朝が早い大会では、前日にバッグへ入れたつもりでも、手入れのため取り出していることがあります。玄関へ移動する前に、子どもがチェック表を指で追いながら確認すると、保護者の声かけを減らせます。

予備を持たせるかは、チーム方針と荷物量を見て決めます。予備を用意する場合も、サイズが合わない古い製品や、割れた製品を入れておくのは適切ではありません。現在の本人が安全に使える状態かを確かめてください。

会場ではウォーミングアップ前に装着状態を見る

会場到着後は、試合直前ではなくウォーミングアップ前にすね当てを装着します。走ったり方向転換したりした際にずれがわかれば、キックオフまでに固定方法を直せます。集合時刻ぎりぎりに着くと、用具確認の時間がなくなるため余裕を持った行動が安心です。

審判員による用具チェックでは、すね当てだけでなく、装身具やスパイクなども確認されます。選手はソックスを少し下げてすね当てを見せるよう求められる場合があるため、すぐ確認できる状態にしておきます。確認後は再び全体を覆います。

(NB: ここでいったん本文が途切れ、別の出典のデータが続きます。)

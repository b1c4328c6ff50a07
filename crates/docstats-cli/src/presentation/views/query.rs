use std::fmt;

use crate::presentation::formatters::{
    format_compact, format_percent, format_score, format_seconds, format_thousands, truncate_path,
};
use crate::presentation::view_models::{CreateView, QueryViewModel};

const PATH_WIDTH: usize = 36;

impl CreateView for QueryViewModel {
    fn create_view<'a>(&'a self) -> Box<dyn fmt::Display + 'a> {
        Box::new(QueryView { data: self })
    }
}

struct QueryView<'a> {
    data: &'a QueryViewModel,
}

impl<'a> fmt::Display for QueryView<'a> {
    fn fmt(&self, f: &mut fmt::Formatter<'_>) -> fmt::Result {
        let data = self.data;
        writeln!(f, "{}", data.headline)?;
        writeln!(f)?;

        if data.pages.is_empty() {
            writeln!(f, "No pages match the current filters.")?;
        } else {
            writeln!(
                f,
                "{:<width$} {:>9} {:>16} {:>16} {:>17} {:>13}",
                "PAGE",
                "VIEWS",
                "COMPLETION RATE",
                "AVG. TIME SPENT",
                "ENGAGEMENT SCORE",
                "LAST UPDATED",
                width = PATH_WIDTH
            )?;
            writeln!(f, "{}", "-".repeat(PATH_WIDTH + 76))?;

            for page in &data.pages {
                writeln!(
                    f,
                    "{:<width$} {:>9} {:>16} {:>16} {:>17} {:>13}",
                    truncate_path(&page.path, PATH_WIDTH),
                    format_thousands(page.views),
                    format_percent(page.completion_rate),
                    format_seconds(page.avg_time_spent),
                    format_score(page.engagement_score),
                    page.last_updated.to_string(),
                    width = PATH_WIDTH
                )?;
            }
        }

        writeln!(f)?;
        write!(
            f,
            "{} of {} pages matched ({}, as of {})",
            data.summary.matched, data.summary.catalog_size, data.catalog, data.today
        )?;
        if let Some(average) = data.summary.average_engagement {
            write!(
                f,
                ". Total views {}, average engagement {}",
                format_compact(data.summary.total_views),
                format_score(average)
            )?;
        }
        writeln!(f)
    }
}
//! Artifact placement models: canonical paths and upload/download outcomes.

use serde::{Deserialize, Serialize};

use super::transfer::TransferResult;
use crate::storage_types::{ArtifactCategory, StorageBackend};

/// Canonical path of one artifact on every backend.
#[derive(Debug, Clone, PartialEq, Eq, Serialize, Deserialize)]
pub struct ArtifactPaths {
    pub backend: String,
    pub cloud_netdisk: String,
    pub other_remote: String,
}

impl ArtifactPaths {
    pub fn get(&self, backend: StorageBackend) -> &str {
        match backend {
            StorageBackend::Backend => &self.backend,
            StorageBackend::CloudNetdisk => &self.cloud_netdisk,
            StorageBackend::OtherRemote => &self.other_remote,
        }
    }
}

/// Outcome of saving an uploaded artifact.
#[derive(Debug, Clone, Serialize, Deserialize)]
pub struct UploadResult {
    pub stored_name: String,
    pub local_path: String,
    pub paths: ArtifactPaths,
    pub size: u64,
    /// Trimmed storage-server label, `backend` when none was given.
    pub storage_server: String,
    pub backend: StorageBackend,
    pub cloud_requested: bool,
    pub cloud_uploaded: bool,
    #[serde(skip_serializing_if = "Option::is_none")]
    pub cloud_remote_path: Option<String>,
    /// Core server the saved copy was pushed to, if any.
    #[serde(skip_serializing_if = "Option::is_none")]
    pub core_server_key: Option<String>,
    #[serde(skip_serializing_if = "Option::is_none")]
    pub core_transfer: Option<TransferResult>,
}

/// Outcome of pulling a cloud netdisk file into the local backend root.
#[derive(Debug, Clone, Serialize, Deserialize)]
pub struct CloudDownloadResult {
    pub remote_path: String,
    pub local_path: String,
    pub file_name: String,
    pub category: ArtifactCategory,
    pub size: u64,
    /// Location Set of the synced record after the pull.
    #[serde(skip_serializing_if = "Option::is_none")]
    pub storage_servers: Option<Vec<String>>,
}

大会ごとに、用具チェックの場所やタイミング、テープの色、ユニフォーム運用が決められていることがあります。チームから配布された大会要項や連絡を優先し、不明点は当日の審判員ではなく、事前にチームスタッフへ尋ねると進行を妨げません。

前日:左右、破損、固定用品を確認します。
出発前:ユニフォームとソックスを含めてバッグを確認します。
会場:ウォーミングアップでずれを試し、大会独自の用具指定も確認します。

ミニQ&A:練習でもすね当ては必須ですか。競技規則は試合での基本用具を示しています。練習時の運用はチームによりますが、対人練習やゲーム形式では接触があるため、指導者の指示に従って着用してください。

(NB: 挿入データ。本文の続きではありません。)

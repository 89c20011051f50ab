//! Error types module
//!
//! This module provides the application-level error type. Storage and transfer
//! failures are raised as `StorageError` in the storage crate and folded into
//! `AppError` at the service boundary, where `ErrorMetadata` decides the status
//! code and how much detail reaches the caller.
//!
//! The `Database` variant and `From<sqlx::Error>` are gated behind the `sqlx` feature.

use std::io;

#[cfg(feature = "sqlx")]
use sqlx::Error as SqlxError;

/// Log level for error reporting
#[derive(Debug, Clone, Copy, PartialEq, Eq)]
pub enum LogLevel {
    /// Debug level - for expected errors like validation failures
    Debug,
    /// Warning level - for missing or conflicting artifacts
    Warn,
    /// Error level - for unexpected failures
    Error,
}

/// Metadata for error responses - defines how an error should be presented
/// This trait allows errors to self-describe their HTTP response characteristics
pub trait ErrorMetadata {
    /// HTTP status code to return
    fn http_status_code(&self) -> u16;

    /// Machine-readable error code (e.g., "TRANSFER_ERROR")
    fn error_code(&self) -> &'static str;

    /// Whether this error is recoverable (can be retried)
    fn is_recoverable(&self) -> bool;

    /// Suggested action for the client
    fn suggested_action(&self) -> Option<&'static str>;

    /// Client-facing message (may differ from internal error message)
    fn client_message(&self) -> String;

    /// Whether details should be hidden in production
    fn is_sensitive(&self) -> bool;

    /// Log level for this error
    fn log_level(&self) -> LogLevel;
}

#[derive(Debug, thiserror::Error)]
pub enum AppError {
    #[cfg(feature = "sqlx")]
    #[error("Database error: {0}")]
    Database(#[source] SqlxError),

    #[cfg(not(feature = "sqlx"))]
    #[error("Database error: {0}")]
    Database(String),

    #[error("Invalid input: {0}")]
    InvalidInput(String),

    #[error("Bad request: {0}")]
    BadRequest(String),

    #[error("Not found: {0}")]
    NotFound(String),

    #[error("Conflict: {0}")]
    Conflict(String),

    #[error("Credential required: {0}")]
    CredentialRequired(String),

    #[error("Transfer error: {0}")]
    Transfer(String),

    #[error("Configuration error: {0}")]
    Configuration(String),

    #[error("Internal error: {0}")]
    Internal(String),

    #[error("Internal error with source")]
    InternalWithSource {
        message: String,
        #[source]
        source: anyhow::Error,
    },
}

#[cfg(feature = "sqlx")]
impl From<SqlxError> for AppError {
    fn from(err: SqlxError) -> Self {
        AppError::Database(err)
    }
}

impl From<anyhow::Error> for AppError {
    fn from(err: anyhow::Error) -> Self {
        AppError::InternalWithSource {
            message: err.to_string(),
            source: err,
        }
    }
}

impl From<io::Error> for AppError {
    fn from(err: io::Error) -> Self {
        AppError::Internal(format!("IO error: {}", err))
    }
}

impl From<serde_json::Error> for AppError {
    fn from(err: serde_json::Error) -> Self {
        AppError::InvalidInput(format!("JSON parsing error: {}", err))
    }
}

/// Static metadata for each variant: (http_status, error_code, recoverable, suggested_action, sensitive, log_level).
fn app_error_static_metadata(
    err: &AppError,
) -> (
    u16,
    &'static str,
    bool,
    Option<&'static str>,
    bool,
    LogLevel,
) {
    match err {
        AppError::Database(_) => (
            500,
            "DATABASE_ERROR",
            true,
            Some("Retry after a short delay"),
            true,
            LogLevel::Error,
        ),
        AppError::InvalidInput(_) => (
            400,
            "INVALID_INPUT",
            false,
            Some("Check request parameters and try again"),
            false,
            LogLevel::Debug,
        ),
        AppError::BadRequest(_) => (
            400,
            "BAD_REQUEST",
            false,
            Some("Check request format and parameters"),
            false,
            LogLevel::Debug,
        ),
        AppError::NotFound(_) => (
            404,
            "NOT_FOUND",
            false,
            Some("Verify the artifact exists on the requested backend"),
            false,
            LogLevel::Warn,
        ),
        AppError::Conflict(_) => (
            409,
            "CONFLICT",
            false,
            Some("Resolve the duplicate artifact before retrying"),
            false,
            LogLevel::Warn,
        ),
        AppError::CredentialRequired(_) => (
            500,
            "CREDENTIAL_REQUIRED",
            false,
            Some("Configure the storage credentials"),
            false,
            LogLevel::Error,
        ),
        AppError::Transfer(_) => (
            500,
            "TRANSFER_ERROR",
            true,
            Some("Check connectivity to the storage server and retry"),
            true,
            LogLevel::Error,
        ),
        AppError::Configuration(_) => (
            500,
            "CONFIGURATION_ERROR",
            false,
            Some("Check service configuration"),
            true,
            LogLevel::Error,
        ),
        AppError::Internal(_) | AppError::InternalWithSource { .. } => (
            500,
            "INTERNAL_ERROR",
            true,
            Some("Retry after a short delay"),
            true,
            LogLevel::Error,
        ),
    }
}

impl AppError {
    /// Get the error type name for detailed error responses
    pub fn error_type(&self) -> &str {
        match self {
            AppError::Database(_) => "Database",
            AppError::InvalidInput(_) => "InvalidInput",
            AppError::BadRequest(_) => "BadRequest",
            AppError::NotFound(_) => "NotFound",
            AppError::Conflict(_) => "Conflict",
            AppError::CredentialRequired(_) => "CredentialRequired",
            AppError::Transfer(_) => "Transfer",
            AppError::Configuration(_) => "Configuration",
            AppError::Internal(_) => "Internal",
            AppError::InternalWithSource { .. } => "Internal",
        }
    }

    /// Get detailed error information including error chain
    pub fn detailed_message(&self) -> String {
        use std::error::Error;

        let mut details = self.to_string();

        let mut source = self.source();
        let mut depth = 0;
        while let Some(err) = source {
            depth += 1;
            if depth > 5 {
                details.push_str("\n  ... (truncated)");
                break;
            }
            details.push_str(&format!("\n  Caused by: {}", err));
            source = err.source();
        }

        details
    }
}

impl ErrorMetadata for AppError {
    fn http_status_code(&self) -> u16 {
        app_error_static_metadata(self).0
    }

    fn error_code(&self) -> &'static str {
        app_error_static_metadata(self).1
    }

    fn is_recoverable(&self) -> bool {
        app_error_static_metadata(self).2
    }

    fn suggested_action(&self) -> Option<&'static str> {
        app_error_static_metadata(self).3
    }

    fn is_sensitive(&self) -> bool {
        app_error_static_metadata(self).4
    }

    fn log_level(&self) -> LogLevel {
        app_error_static_metadata(self).5
    }

    fn client_message(&self) -> String {
        match self {
            AppError::Database(_) => "Failed to access database".to_string(),
            AppError::InvalidInput(ref msg)
            | AppError::BadRequest(ref msg)
            | AppError::NotFound(ref msg)
            | AppError::Conflict(ref msg)
            | AppError::CredentialRequired(ref msg) => msg.clone(),
            AppError::Transfer(_) => "Failed to transfer artifact".to_string(),
            AppError::Configuration(_) => "Service is misconfigured".to_string(),
            AppError::Internal(_) | AppError::InternalWithSource { .. } => {
                "Internal server error".to_string()
            }
        }
    }
}

#[cfg(test)]
mod tests {
    use super::*;

    #[test]
    fn test_error_metadata_database() {
        #[cfg(feature = "sqlx")]
        let err = AppError::from(sqlx::Error::PoolClosed);
        #[cfg(not(feature = "sqlx"))]
        let err = AppError::Database("pool closed".to_string());
        assert_eq!(err.http_status_code(), 500);
        assert_eq!(err.error_code(), "DATABASE_ERROR");
        assert!(err.is_recoverable());
        assert_eq!(err.client_message(), "Failed to access database");
        assert!(err.is_sensitive());
        assert_eq!(err.log_level(), LogLevel::Error);
    }

    #[test]
    fn test_error_metadata_not_found() {
        let err = AppError::NotFound("artifact demo.pt not found".to_string());
        assert_eq!(err.http_status_code(), 404);
        assert_eq!(err.error_code(), "NOT_FOUND");
        assert!(!err.is_recoverable());
        assert_eq!(err.client_message(), "artifact demo.pt not found");
        assert!(!err.is_sensitive());
        assert_eq!(err.log_level(), LogLevel::Warn);
    }

    #[test]
    fn test_error_metadata_conflict() {
        let err = AppError::Conflict("present in both roots".to_string());
        assert_eq!(err.http_status_code(), 409);
        assert_eq!(err.error_code(), "CONFLICT");
        assert_eq!(err.error_type(), "Conflict");
    }

    #[test]
    fn test_transfer_errors_hide_details() {
        let err = AppError::Transfer("ssh handshake with 10.0.0.5:22 failed".to_string());
        assert_eq!(err.http_status_code(), 500);
        assert!(err.is_sensitive());
        assert_eq!(err.client_message(), "Failed to transfer artifact");
    }

    #[test]
    fn test_detailed_message_includes_source_chain() {
        let err = AppError::from(anyhow::anyhow!("disk full").context("writing demo.pt"));
        let details = err.detailed_message();
        assert!(details.contains("Internal error with source"));
        assert!(details.contains("Caused by"));
    }
}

ミニQ&A:チームメートと貸し借りしてもよいですか。大会やチームで禁止されていなければ使える場合がありますが、本人に合う大きさ、安全な状態、衛生面の確認が必要です。使用後の返却と手入れ方法も決めておきます。

  • 前日に左右の枚数、破損、固定用品を確認します
  • 試合用ソックスを含むユニフォーム一式とまとめて準備します
  • 会場ではウォーミングアップ前に装着し、ずれを確かめます
  • 大会要項やチームからの用具連絡を事前に読みます
  • 子どもの学年に合わせて、自分で確認する役割を増やします

まとめ

サッカーのすね当ては、試合で着けるだけでなく、本人を保護できる適切な大きさと材質を選び、ソックスで覆って使用することがルールです。

まずは次の試合用バッグを開き、左右がそろっているか、割れていないか、試合用ソックスの中へ正しく収まるかを親子で確認してください。

用具の準備を子ども任せにも保護者任せにもせず、一緒に確認する習慣を作ると、試合会場での焦りを減らせます。安全にプレーへ集中できる状態を、毎回の小さな確認から整えていきましょう。